Geburtshilfe Frauenheilkd 2014; 74 - FV_04_05
DOI: 10.1055/s-0034-1388567

Hat eine IVF/ICSI-Behandlung einen gesundheitsökonomischen Wert für die deutsche Gesellschaft?

T Hildebrandt 1, N Oversohl 1, S Wagner 2, R Dittrich 1, S Cupisti 1, PG Oppelt 1, K Heusinger 1, MW Beckmann 1, MP Lux 1
  • 1Universitätsklinikum Erlangen, Frauenklinik, Universitäts-Fortpflanzungszentrum Franken (UFF), Erlangen, Germany
  • 2Universitätsklinikum Erlangen, Frauenklinik, Dezernat 6, Erlangen, Germany

Fragestellung: Aufgrund des demographischen Wandels ist die deutsche Gesellschaft mit großen sozialpolitischen Problemen konfrontiert.

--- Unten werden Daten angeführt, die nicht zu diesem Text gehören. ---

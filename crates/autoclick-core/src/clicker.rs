//! Clicker - resolve a target on screen and click it

use crate::error::{Error, Result};
use crate::failsafe::{self, FailSafe};
use crate::geometry::Point;
use crate::input::{Mouse, MouseButton};
use crate::resolver::{ResolutionResult, TargetQuery, TargetResolver};
use crate::screen::ScreenCapture;
use crate::stop::{sleep_unless, StopSignal};
use serde::Serialize;
use std::time::Duration;

/// Outcome of a successful target-and-click
#[derive(Debug, Clone, Serialize)]
pub struct TargetClick {
    /// Absolute pixel position that was clicked
    pub point: Point,
    pub result: ResolutionResult,
}

pub struct Clicker<M, S> {
    mouse: M,
    screen: S,
    failsafe: FailSafe,
    button: MouseButton,
}

impl<M: Mouse, S: ScreenCapture> Clicker<M, S> {
    /// Uses the process-wide failsafe installed by [`failsafe::init`]
    pub fn new(mouse: M, screen: S) -> Self {
        Self {
            mouse,
            screen,
            failsafe: failsafe::current(),
            button: MouseButton::Left,
        }
    }

    pub fn with_failsafe(mut self, failsafe: FailSafe) -> Self {
        self.failsafe = failsafe;
        self
    }

    /// Button used by [`Clicker::click_on_target`]
    pub fn button(mut self, button: MouseButton) -> Self {
        self.button = button;
        self
    }

    pub fn mouse(&self) -> &M {
        &self.mouse
    }

    pub fn mouse_mut(&mut self) -> &mut M {
        &mut self.mouse
    }

    pub fn screen(&self) -> &S {
        &self.screen
    }

    /// Capture the screen and resolve `query` without clicking
    pub fn locate(
        &self,
        resolver: &dyn TargetResolver,
        query: &TargetQuery,
    ) -> Result<ResolutionResult> {
        let capture = self.screen.capture()?;
        tracing::debug!(
            query = %query.label(),
            width = capture.width(),
            height = capture.height(),
            "resolving target"
        );
        resolver.resolve(&capture, query)
    }

    /// Capture, resolve, and click once at the resolved point.
    ///
    /// The normalized point is converted with the screen size read right
    /// before clicking, not the capture's.
    pub fn click_on_target(
        &mut self,
        resolver: &dyn TargetResolver,
        query: &TargetQuery,
    ) -> Result<TargetClick> {
        let result = self.locate(resolver, query)?;
        let normalized = match (result.found, result.point) {
            (true, Some(p)) => p,
            _ => {
                tracing::info!(
                    query = %query.label(),
                    confidence = result.confidence,
                    "target not found"
                );
                return Err(Error::target_not_found(
                    &query.label(),
                    result.confidence,
                    result.description.as_deref(),
                ));
            }
        };

        let size = self.mouse.screen_size()?;
        let point = normalized.to_pixels(size);
        self.click_at(point, self.button)?;
        tracing::info!(
            query = %query.label(),
            %point,
            confidence = result.confidence,
            "clicked target"
        );
        Ok(TargetClick { point, result })
    }

    pub fn click_at(&mut self, point: Point, button: MouseButton) -> Result<()> {
        self.failsafe.check(&self.mouse)?;
        self.mouse.move_to(point)?;
        self.failsafe.check(&self.mouse)?;
        self.mouse.click(button)?;
        tracing::debug!(%point, %button, "click");
        Ok(())
    }

    /// Click `count` times at `point`, waiting `interval` between clicks.
    ///
    /// A stop request ends the run with `ABORTED_BY_USER`.
    pub fn repeat_clicks(
        &mut self,
        point: Point,
        count: u32,
        interval: Duration,
        button: MouseButton,
        stop: Option<&StopSignal>,
    ) -> Result<u32> {
        tracing::info!(
            %point,
            count,
            interval_ms = interval.as_millis() as u64,
            "repeating clicks"
        );
        for i in 0..count {
            if i > 0 && !sleep_unless(stop, interval) {
                return Err(Error::aborted(format!("stopped after {} of {} clicks", i, count)));
            }
            if stop.is_some_and(StopSignal::is_stopped) {
                return Err(Error::aborted(format!("stopped after {} of {} clicks", i, count)));
            }
            self.click_at(point, button)?;
        }
        Ok(count)
    }
}
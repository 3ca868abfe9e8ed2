//! Repeated target-and-act loop
//!
//! Each iteration captures the screen, resolves the target and either
//! clicks it or replays a recorded log. The loop ends after the requested
//! number of successes, when the target disappears, or on stop.

use crate::events::EventLog;
use crate::replay::Replayer;
use autoclick_core::stop::sleep_unless;
use autoclick_core::{
    Clicker, Error, Mouse, MouseButton, ResolutionResult, Result, ScreenCapture, StopSignal,
    TargetQuery, TargetResolver,
};
use std::time::Duration;

/// Floor for the wait between successful iterations
pub const MIN_INTERVAL: Duration = Duration::from_millis(100);
/// Wait before searching again in retry mode when no interval is set
pub const RETRY_DELAY: Duration = Duration::from_secs(2);
const ATTEMPTS: u32 = 3;
const BACKOFF: Duration = Duration::from_millis(500);
const SETTLE: Duration = Duration::from_millis(500);

#[derive(Debug, Clone, Copy, PartialEq, Eq)]
pub enum Repeat {
    Times(u32),
    Unlimited,
}

/// What to do once the target is found
#[derive(Debug, Clone)]
pub enum OnFound {
    Click(MouseButton),
    Replay { log: EventLog, speed: f64 },
}

pub struct ImageClickRoutine {
    query: TargetQuery,
    repeat: Repeat,
    interval: Duration,
    retry_on_not_found: bool,
    on_found: OnFound,
    settle: Duration,
    stop: Option<StopSignal>,
}

impl ImageClickRoutine {
    pub fn new(query: TargetQuery) -> Self {
        Self {
            query,
            repeat: Repeat::Times(1),
            interval: Duration::ZERO,
            retry_on_not_found: false,
            on_found: OnFound::Click(MouseButton::Left),
            settle: SETTLE,
            stop: None,
        }
    }

    pub fn repeat(mut self, repeat: Repeat) -> Self {
        self.repeat = repeat;
        self
    }

    /// Wait between successful iterations, and between searches in retry mode
    pub fn interval(mut self, interval: Duration) -> Self {
        self.interval = interval;
        self
    }

    /// Keep searching while the target is missing instead of giving up
    pub fn retry_on_not_found(mut self, retry: bool) -> Self {
        self.retry_on_not_found = retry;
        self
    }

    pub fn on_found(mut self, action: OnFound) -> Self {
        self.on_found = action;
        self
    }

    /// Pause between locating the target and acting on it
    pub fn settle(mut self, settle: Duration) -> Self {
        self.settle = settle;
        self
    }

    pub fn stop_signal(mut self, stop: StopSignal) -> Self {
        self.stop = Some(stop);
        self
    }

    /// Run the loop, returning the number of successful iterations
    pub fn run<M: Mouse, S: ScreenCapture>(
        &self,
        clicker: &mut Clicker<M, S>,
        resolver: &dyn TargetResolver,
        mut progress: impl FnMut(&str),
    ) -> Result<u32> {
        if let OnFound::Replay { speed, .. } = &self.on_found {
            if !(speed.is_finite() && *speed > 0.0) {
                return Err(Error::invalid_speed(*speed));
            }
        }

        let label = self.query.label();
        let mut successes = 0u32;
        let mut iteration = 0u32;

        while !self.done(successes) {
            self.check_stop(successes)?;
            iteration += 1;
            tracing::info!(query = %label, iteration, successes, "searching for target");
            if iteration > 1 {
                self.pause(MIN_INTERVAL, successes)?;
            }

            let result = self.locate(clicker, resolver, successes)?;
            let point = match (result.found, result.point) {
                (true, Some(p)) => p,
                _ => {
                    if self.retry_on_not_found {
                        let delay = if self.interval.is_zero() {
                            RETRY_DELAY
                        } else {
                            self.interval
                        };
                        if successes == 0 {
                            progress(&format!(
                                "Target not found, retrying in {:.1}s",
                                delay.as_secs_f64()
                            ));
                        } else {
                            progress(&format!(
                                "Target disappeared after {} successes, retrying in {:.1}s",
                                successes,
                                delay.as_secs_f64()
                            ));
                        }
                        self.pause(delay, successes)?;
                        iteration = 0;
                        continue;
                    }
                    if successes == 0 {
                        return Err(Error::target_not_found(
                            &label,
                            result.confidence,
                            result.description.as_deref(),
                        ));
                    }
                    tracing::info!(successes, "target no longer found");
                    break;
                }
            };

            tracing::info!(
                x = point.x,
                y = point.y,
                confidence = result.confidence,
                "target found"
            );
            self.pause(self.settle, successes)?;

            match &self.on_found {
                OnFound::Click(button) => {
                    let size = clicker.mouse().screen_size()?;
                    clicker.click_at(point.to_pixels(size), *button)?;
                }
                OnFound::Replay { log, speed } => {
                    progress("Replaying recorded actions");
                    let mut replayer = Replayer::new().speed(*speed);
                    if let Some(stop) = &self.stop {
                        replayer = replayer.stop_signal(stop.clone());
                    }
                    replayer.play(log, clicker.mouse_mut())?;
                }
            }
            successes += 1;
            progress(&format!(
                "Iteration {} done (confidence {:.2})",
                successes, result.confidence
            ));

            if !self.done(successes) {
                self.pause(self.interval.max(MIN_INTERVAL), successes)?;
            }
        }

        tracing::info!(successes, "routine finished");
        Ok(successes)
    }

    fn done(&self, successes: u32) -> bool {
        match self.repeat {
            Repeat::Times(n) => successes >= n,
            Repeat::Unlimited => false,
        }
    }

    /// Capture and resolve, retrying errors with a back-off
    fn locate<M: Mouse, S: ScreenCapture>(
        &self,
        clicker: &Clicker<M, S>,
        resolver: &dyn TargetResolver,
        successes: u32,
    ) -> Result<ResolutionResult> {
        let mut attempt = 1;
        loop {
            match clicker.locate(resolver, &self.query) {
                Ok(r) => return Ok(r),
                Err(e) if attempt < ATTEMPTS => {
                    tracing::warn!(attempt, error = %e, "target search failed, retrying");
                    self.pause(BACKOFF, successes)?;
                    attempt += 1;
                }
                Err(e) => {
                    tracing::error!(attempts = ATTEMPTS, error = %e, "target search failed");
                    return Err(e);
                }
            }
        }
    }

    fn pause(&self, duration: Duration, successes: u32) -> Result<()> {
        if sleep_unless(self.stop.as_ref(), duration) {
            Ok(())
        } else {
            Err(self.stopped(successes))
        }
    }

    fn check_stop(&self, successes: u32) -> Result<()> {
        match &self.stop {
            Some(s) if s.is_stopped() => Err(self.stopped(successes)),
            _ => Ok(()),
        }
    }

    fn stopped(&self, successes: u32) -> Error {
        tracing::info!(successes, "routine stopped");
        Error::aborted(format!("stopped after {} successful iterations", successes))
            .with_context(serde_json::json!({ "successes": successes }))
    }
}
//! Settings file (`config.toml`) with environment overrides

use crate::error::{Error, Result};
use crate::failsafe::FailSafe;
use serde::{Deserialize, Serialize};
use std::path::{Path, PathBuf};

pub const DEFAULT_VISION_MODEL: &str = "gpt-4o";
pub const DEFAULT_VISION_ENDPOINT: &str = "https://api.openai.com/v1/chat/completions";
/// Minimum template similarity counted as a match
pub const DEFAULT_TEMPLATE_THRESHOLD: f64 = 0.8;

#[derive(Debug, Clone, Default, PartialEq, Serialize, Deserialize)]
#[serde(default)]
pub struct Settings {
    pub vision: VisionSettings,
    pub template: TemplateSettings,
    pub playback: PlaybackSettings,
    pub failsafe: FailSafe,
    pub recorder: RecorderSettings,
    pub logging: LoggingSettings,
}

#[derive(Debug, Clone, PartialEq, Serialize, Deserialize)]
#[serde(default)]
pub struct VisionSettings {
    #[serde(skip_serializing_if = "Option::is_none")]
    pub api_key: Option<String>,
    pub model: String,
    pub endpoint: String,
    pub timeout_secs: u64,
    pub max_tokens: u32,
    /// Found replies below this confidence count as not found
    pub min_confidence: f64,
}

impl Default for VisionSettings {
    fn default() -> Self {
        Self {
            api_key: None,
            model: DEFAULT_VISION_MODEL.to_string(),
            endpoint: DEFAULT_VISION_ENDPOINT.to_string(),
            timeout_secs: 60,
            max_tokens: 500,
            min_confidence: 0.0,
        }
    }
}

#[derive(Debug, Clone, PartialEq, Serialize, Deserialize)]
#[serde(default)]
pub struct TemplateSettings {
    pub threshold: f64,
    /// Search stride in pixels
    pub step: u32,
}

impl Default for TemplateSettings {
    fn default() -> Self {
        Self {
            threshold: DEFAULT_TEMPLATE_THRESHOLD,
            step: 1,
        }
    }
}

#[derive(Debug, Clone, PartialEq, Serialize, Deserialize)]
#[serde(default)]
pub struct PlaybackSettings {
    pub speed: f64,
    pub start_delay_ms: u64,
}

impl Default for PlaybackSettings {
    fn default() -> Self {
        Self {
            speed: 1.0,
            start_delay_ms: 2000,
        }
    }
}

#[derive(Debug, Clone, Default, PartialEq, Serialize, Deserialize)]
#[serde(default)]
pub struct RecorderSettings {
    /// Minimum distance in pixels between recorded moves; 0 keeps every move
    pub move_threshold: f64,
}

#[derive(Debug, Clone, Default, PartialEq, Serialize, Deserialize)]
#[serde(default)]
pub struct LoggingSettings {
    #[serde(skip_serializing_if = "Option::is_none")]
    pub file: Option<PathBuf>,
}

impl Settings {
    /// `$CONFIG_DIR/autoclick/config.toml`
    pub fn default_path() -> Option<PathBuf> {
        dirs::config_dir().map(|d| d.join("autoclick").join("config.toml"))
    }

    /// Load from `path` (or the default location), then apply the environment.
    /// A missing file yields defaults.
    pub fn load(path: Option<&Path>) -> Result<Self> {
        let path = path.map(Path::to_path_buf).or_else(Self::default_path);
        let mut settings = match path {
            Some(p) if p.exists() => {
                let text = std::fs::read_to_string(&p)?;
                let s: Settings = toml::from_str(&text)
                    .map_err(|e| Error::config_invalid(format!("{}: {}", p.display(), e)))?;
                tracing::debug!(path = %p.display(), "loaded settings");
                s
            }
            _ => Self::default(),
        };
        settings.apply_env(|k| std::env::var(k).ok());
        settings.validate()?;
        Ok(settings)
    }

    pub fn from_toml(text: &str) -> Result<Self> {
        toml::from_str(text).map_err(|e| Error::config_invalid(e.to_string()))
    }

    pub fn apply_env(&mut self, var: impl Fn(&str) -> Option<String>) {
        if let Some(key) = var("OPENAI_API_KEY").filter(|k| !k.is_empty()) {
            self.vision.api_key = Some(key);
        }
        if let Some(model) = var("AUTOCLICK_VISION_MODEL").filter(|m| !m.is_empty()) {
            self.vision.model = model;
        }
        if let Some(file) = var("AUTOCLICK_LOG_FILE").filter(|f| !f.is_empty()) {
            self.logging.file = Some(PathBuf::from(file));
        }
    }

    pub fn validate(&self) -> Result<()> {
        let t = self.template.threshold;
        if !(0.0..=1.0).contains(&t) {
            return Err(Error::config_invalid(format!(
                "template.threshold must be in [0, 1], got {}",
                t
            )));
        }
        if self.template.step == 0 {
            return Err(Error::config_invalid("template.step must be at least 1"));
        }
        if !(self.playback.speed.is_finite() && self.playback.speed > 0.0) {
            return Err(Error::config_invalid(format!(
                "playback.speed must be positive, got {}",
                self.playback.speed
            )));
        }
        if self.vision.timeout_secs == 0 {
            return Err(Error::config_invalid("vision.timeout_secs must be positive"));
        }
        if !(0.0..=1.0).contains(&self.vision.min_confidence) {
            return Err(Error::config_invalid("vision.min_confidence must be in [0, 1]"));
        }
        Ok(())
    }
}

#[cfg(test)]
mod tests {
    use super::*;
    use crate::failsafe::Corner;

    #[test]
    fn partial_file_keeps_defaults() {
        let s = Settings::from_toml(
            r#"
            [template]
            threshold = 0.9

            [failsafe]
            corner = "bottom-right"
            "#,
        )
        .unwrap();
        assert_eq!(s.template.threshold, 0.9);
        assert_eq!(s.template.step, 1);
        assert_eq!(s.failsafe.corner, Corner::BottomRight);
        assert!(s.failsafe.enabled);
        assert_eq!(s.vision.model, DEFAULT_VISION_MODEL);
    }

    #[test]
    fn env_overrides() {
        let mut s = Settings::default();
        s.apply_env(|k| match k {
            "OPENAI_API_KEY" => Some("sk-test".to_string()),
            "AUTOCLICK_VISION_MODEL" => Some(String::new()),
            _ => None,
        });
        assert_eq!(s.vision.api_key.as_deref(), Some("sk-test"));
        assert_eq!(s.vision.model, DEFAULT_VISION_MODEL);
    }

    #[test]
    fn validation_rejects_bad_values() {
        let mut s = Settings::default();
        s.template.threshold = 1.5;
        assert!(s.validate().is_err());
        let mut s = Settings::default();
        s.playback.speed = 0.0;
        assert!(s.validate().is_err());
        assert!(Settings::default().validate().is_ok());
    }

    #[test]
    fn load_missing_file_is_default() {
        let dir = tempfile::tempdir().unwrap();
        let s = Settings::load(Some(&dir.path().join("nope.toml"))).unwrap();
        assert_eq!(s.template, TemplateSettings::default());
    }

    #[test]
    fn load_reports_bad_toml() {
        let dir = tempfile::tempdir().unwrap();
        let path = dir.path().join("config.toml");
        std::fs::write(&path, "[template\nthreshold = ").unwrap();
        let err = Settings::load(Some(&path)).unwrap_err();
        assert!(err.is(crate::ErrorCode::ConfigInvalid));
    }
}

Ein Grund ist die sinkende Geburtenzahl. Die assistierte Reproduktion bietet eine Lösungsmöglichkeit. Betroffene werden jedoch durch Zuzahlungen bzw. komplette Finanzierung der Leistungen deutlich belastet. Um die Bedeutung einer reproduktionsmedizinischen Behandlung für die deutsche Gesellschaft aus gesundheitsökonomischer Sicht zu analysieren, wurde ein Kosten-Nutzwert-Modell entwickelt.

Methodik: Die qualitätsadjustierten Lebensjahre eines gewonnenen Menschenlebens wurden mittels des EQ-5D-Fragebogens an gesunden Menschen aller Altersklassen erhoben. Im Folgenden wurden die Kosten als auch Erlöse eines Menschenlebens (z.B. Anteil am Bruttosozialprodukt) aus gesellschaftlicher Perspektive detailliert erhoben. Im dritten Arbeitsschritt wurden die IVF/ICSI-Behandlungskosten aus Sicht der Patientin, der Kostenträger und der Frauenklinik des Universitätsklinikums Erlangen ermittelt. Abschließend wurden die Kosten pro QALY für die Reproduktionsmedizin berechnet.

Ergebnis: Bei einem gewonnenen Menschenleben entstehen unter Berücksichtigung der aktuellen Lebenserwartung 77,25 QALYS (Frauen 77,2; Männer 77,3). Unter Einbeziehung des Sozialbudgets ergibt sich ein Erlös von 1,9 Mio. € pro Menschenleben (ohne Sozialbudget: 2,1 Mio. €). Es resultieren somit Kosten pro QALY von -25.042,17 €.

Die Kosten für den Patienten/Krankenkasse betragen jeweils 1.400 € für eine ICSI- und 1.032 € für eine IVF-Behandlung. Unter Einbeziehung der Erfolgswahrscheinlichkeiten von 40,34% bei einer < 29-jährigen Frau und von 16,55% einer 40-jährigen Frau, ergeben sich 31,16 bzw. 12,78 QALYs für einen reproduktionsmedizinischen Zyklus (Erlös pro QALY von 10.063 € bzw. 4.049 €).

Schlussfolgerung: Bei der assistierten Reproduktion handelt es sich aus gesundheitsökonomischer Sicht um eine äußert sinnvolle und kosteneffektive Maßnahme; eine komplette Kostenübernahme und entsprechende Honorierung der Zentren erscheint aus gesellschaftlicher Sicht notwendig.